CDC: Multistate food outbreaks less common, more serious
Multistate food outbreaks may be becoming less common, but they cause more illness, hospitalizations and deaths than other foodborne outbreaks.
A new report by the Centers for Disease Control and Prevention looks at the prevalence of multistate food outbreaks and the impact of those outbreaks.
The report highlights that while only 3 percent of all foodborne outbreaks are multistate, those outbreaks account for 56 percent of deaths related to foodborne outbreaks. They also account for 34 percent of related hospitalizations and 11 percent of illness, according to the CDC.
Foods that cause multistate outbreaks are contaminated before they reach a restaurant or a person’s home – meaning even safe food-handling practices can’t prevent the illness.
Investigations into the outbreaks often reveal problems on the farm, in processing or in distribution that led to the contaminated food, according to the CDC. About 46 percent of multistate foodborne outbreaks result in product recalls, according to the report.
Each year, an average of 24 multistate outbreaks (each involving two to 37 states) are reported. Right now, Washington and Oregon health officials are in the midst of an E. coli outbreak linked to Chipotle restaurants in the region.

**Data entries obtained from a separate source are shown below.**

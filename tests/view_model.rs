mod common;

use common::{settle_vm, Recorder, TestState};
use statecraft::{
    with_state, with_state2, Async, Disposable, Lifecycle, LifecycleState, MviError, ViewModel,
};

fn bump(vm: &ViewModel<TestState>) {
    vm.set_state(|s| TestState { count: s.count + 1, ..s.clone() });
}

#[test]
fn selector_ignores_unrelated_changes() {
    let vm = ViewModel::<TestState>::new(TestState::default());
    let counts = Recorder::new();
    vm.select_subscribe(None, |s: &TestState| s.count, counts.sink())
        .unwrap();

    vm.set_state(|s| TestState { label: "x".into(), ..s.clone() });
    vm.set_state(|s| TestState { flag: true, ..s.clone() });
    settle_vm(&vm);
    bump(&vm);
    settle_vm(&vm);

    assert_eq!(counts.values(), vec![0, 1]);
}

#[test]
fn multi_property_selectors_fire_when_any_changes() {
    let vm = ViewModel::<TestState>::new(TestState::default());
    let pairs = Recorder::new();
    let sink = pairs.sink();
    vm.select_subscribe2(
        None,
        |s: &TestState| s.count,
        |s: &TestState| s.flag,
        move |count, flag| sink((count, flag)),
    )
    .unwrap();

    let triples = Recorder::new();
    let sink = triples.sink();
    vm.select_subscribe3(
        None,
        |s: &TestState| s.count,
        |s: &TestState| s.flag,
        |s: &TestState| s.label.clone(),
        move |count, flag, label| sink((count, flag, label)),
    )
    .unwrap();

    let quads = Recorder::new();
    let sink = quads.sink();
    vm.select_subscribe4(
        None,
        |s: &TestState| s.count,
        |s: &TestState| s.flag,
        |s: &TestState| s.label.len(),
        |s: &TestState| s.count * 2,
        move |a, b, c, d| sink((a, b, c, d)),
    )
    .unwrap();

    vm.set_state(|s| TestState { flag: true, ..s.clone() });
    settle_vm(&vm);
    vm.set_state(|s| TestState { label: "abc".into(), ..s.clone() });
    settle_vm(&vm);

    assert_eq!(pairs.values(), vec![(0, false), (0, true)]);
    assert_eq!(triples.len(), 3);
    assert_eq!(quads.values(), vec![(0, false, 0, 0), (0, true, 0, 0), (0, true, 3, 0)]);
}

#[test]
fn locked_owner_buffers_and_delivers_latest_once() {
    let vm = ViewModel::<TestState>::new(TestState::default());
    let lifecycle = Lifecycle::with_state(LifecycleState::Created);
    let counts = Recorder::new();
    vm.select_subscribe(Some(&lifecycle), |s: &TestState| s.count, counts.sink())
        .unwrap();

    for _ in 0..3 {
        bump(&vm);
        settle_vm(&vm);
    }
    assert!(counts.values().is_empty());

    lifecycle.move_to(LifecycleState::Started);
    assert_eq!(counts.values(), vec![3]);

    lifecycle.move_to(LifecycleState::Resumed);
    assert_eq!(counts.values(), vec![3]);
}

#[test]
fn reactivated_owner_gets_latest_state_again() {
    let vm = ViewModel::<TestState>::new(TestState::default());
    let lifecycle = Lifecycle::with_state(LifecycleState::Resumed);
    let counts = Recorder::new();
    vm.select_subscribe(Some(&lifecycle), |s: &TestState| s.count, counts.sink())
        .unwrap();
    bump(&vm);
    settle_vm(&vm);

    lifecycle.move_to(LifecycleState::Created);
    lifecycle.move_to(LifecycleState::Resumed);
    assert_eq!(counts.values(), vec![0, 1, 1]);
}

#[test]
fn no_delivery_after_owner_destroyed() {
    let vm = ViewModel::<TestState>::new(TestState::default());
    let lifecycle = Lifecycle::with_state(LifecycleState::Resumed);
    let counts = Recorder::new();
    let sub = vm
        .select_subscribe(Some(&lifecycle), |s: &TestState| s.count, counts.sink())
        .unwrap();

    lifecycle.move_to(LifecycleState::Destroyed);
    assert!(sub.is_disposed());

    bump(&vm);
    settle_vm(&vm);
    assert_eq!(counts.values(), vec![0]);
    assert_eq!(lifecycle.observer_count(), 0);
}

#[test]
fn value_buffered_while_locked_is_dropped_when_owner_is_destroyed() {
    let vm = ViewModel::<TestState>::new(TestState::default());
    let lifecycle = Lifecycle::with_state(LifecycleState::Created);
    let counts = Recorder::new();
    let sub = vm
        .select_subscribe(Some(&lifecycle), |s: &TestState| s.count, counts.sink())
        .unwrap();

    bump(&vm);
    settle_vm(&vm);
    assert!(counts.values().is_empty());

    lifecycle.move_to(LifecycleState::Destroyed);
    assert!(sub.is_disposed());
    bump(&vm);
    settle_vm(&vm);

    lifecycle.move_to(LifecycleState::Resumed);
    assert!(lifecycle.is_destroyed());
    assert!(counts.values().is_empty());
    assert_eq!(lifecycle.observer_count(), 0);
}

#[test]
fn subscribing_to_destroyed_owner_fails() {
    let vm = ViewModel::<TestState>::new(TestState::default());
    let lifecycle = Lifecycle::with_state(LifecycleState::Destroyed);
    let result = vm.subscribe(Some(&lifecycle), |_| {});
    assert!(matches!(result, Err(MviError::LifecycleDestroyed)));
}

#[test]
fn async_subscribe_routes_success_and_failure() {
    #[derive(Debug, Clone, PartialEq, Default)]
    struct Loadable {
        data: Async<i32>,
    }
    impl statecraft::MviState for Loadable {}

    let vm = ViewModel::<Loadable>::new(Loadable::default());
    let successes = Recorder::new();
    let failures = Recorder::new();
    let fail_sink = failures.sink();
    vm.async_subscribe(
        None,
        |s: &Loadable| s.data.clone(),
        move |error| fail_sink(error.to_string()),
        successes.sink(),
    )
    .unwrap();

    vm.set_state(|_| Loadable { data: Async::loading() });
    settle_vm(&vm);
    vm.set_state(|_| Loadable { data: Async::success(7) });
    settle_vm(&vm);
    let error = statecraft::AsyncError::new(anyhow::anyhow!("boom"));
    vm.set_state(move |_| Loadable {
        data: Async::Fail { error: error.clone(), value: None },
    });
    settle_vm(&vm);

    assert_eq!(successes.values(), vec![7]);
    assert_eq!(failures.values(), vec!["boom".to_string()]);
}

#[test]
fn synchronous_reads_of_one_and_two_view_models() {
    let first = ViewModel::<TestState>::new(TestState::default());
    let second = ViewModel::<TestState>::new(TestState { count: 40, ..TestState::default() });
    bump(&first);
    bump(&first);
    settle_vm(&first);

    assert_eq!(with_state(&first, |s| s.count), 2);
    assert_eq!(with_state2(&first, &second, |a, b| a.count + b.count), 42);
}

#[test]
fn clear_disposes_subscriptions_and_rejects_new_ones() {
    let vm = ViewModel::<TestState>::new(TestState::default());
    let sub = vm.subscribe(None, |_| {}).unwrap();
    let extra = vm.dispose_on_clear(statecraft::Subscription::from_fn(|| {}));

    vm.clear();
    vm.clear();

    assert!(vm.is_cleared());
    assert!(sub.is_disposed());
    assert!(extra.is_disposed());
    assert!(vm.store().is_disposed());
    assert!(matches!(vm.subscribe(None, |_| {}), Err(MviError::Disposed)));
}

#[tokio::test]
async fn await_state_resolves_after_pending_writes() {
    let vm = ViewModel::<TestState>::new(TestState::default());
    bump(&vm);
    bump(&vm);
    assert_eq!(vm.await_state().await.unwrap().count, 2);

    vm.clear();
    assert!(matches!(vm.await_state().await, Err(MviError::Disposed)));
}

#[test]
fn store_failure_surfaces_on_subscribe() {
    let vm = ViewModel::<TestState>::new(TestState::default());
    vm.set_state(|_| panic!("bad reducer"));
    assert!(common::wait_until(|| vm.store().failure().is_some()));
    assert!(matches!(vm.subscribe(None, |_| {}), Err(MviError::Store(_))));
}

Nearly all multistate outbreaks (91 percent) are caused by the types of germs: Salmonella, E. coli and listeria, according to the CDC.
The bright side, according to the CDC report, is that outbreak investigations lead to safer food.
When the CDC launches a multistate outbreak investigation, food regulators work to trace suspect foods back to the source, health officials interview people about their illness and what they ate and, together, they work with the involved companies.
When companies issue recalls and fix the source of contamination, other food regulators and companies that produce similar products take notice. They improve practices, which then prevent future illnesses and outbreaks, according to the CDC report.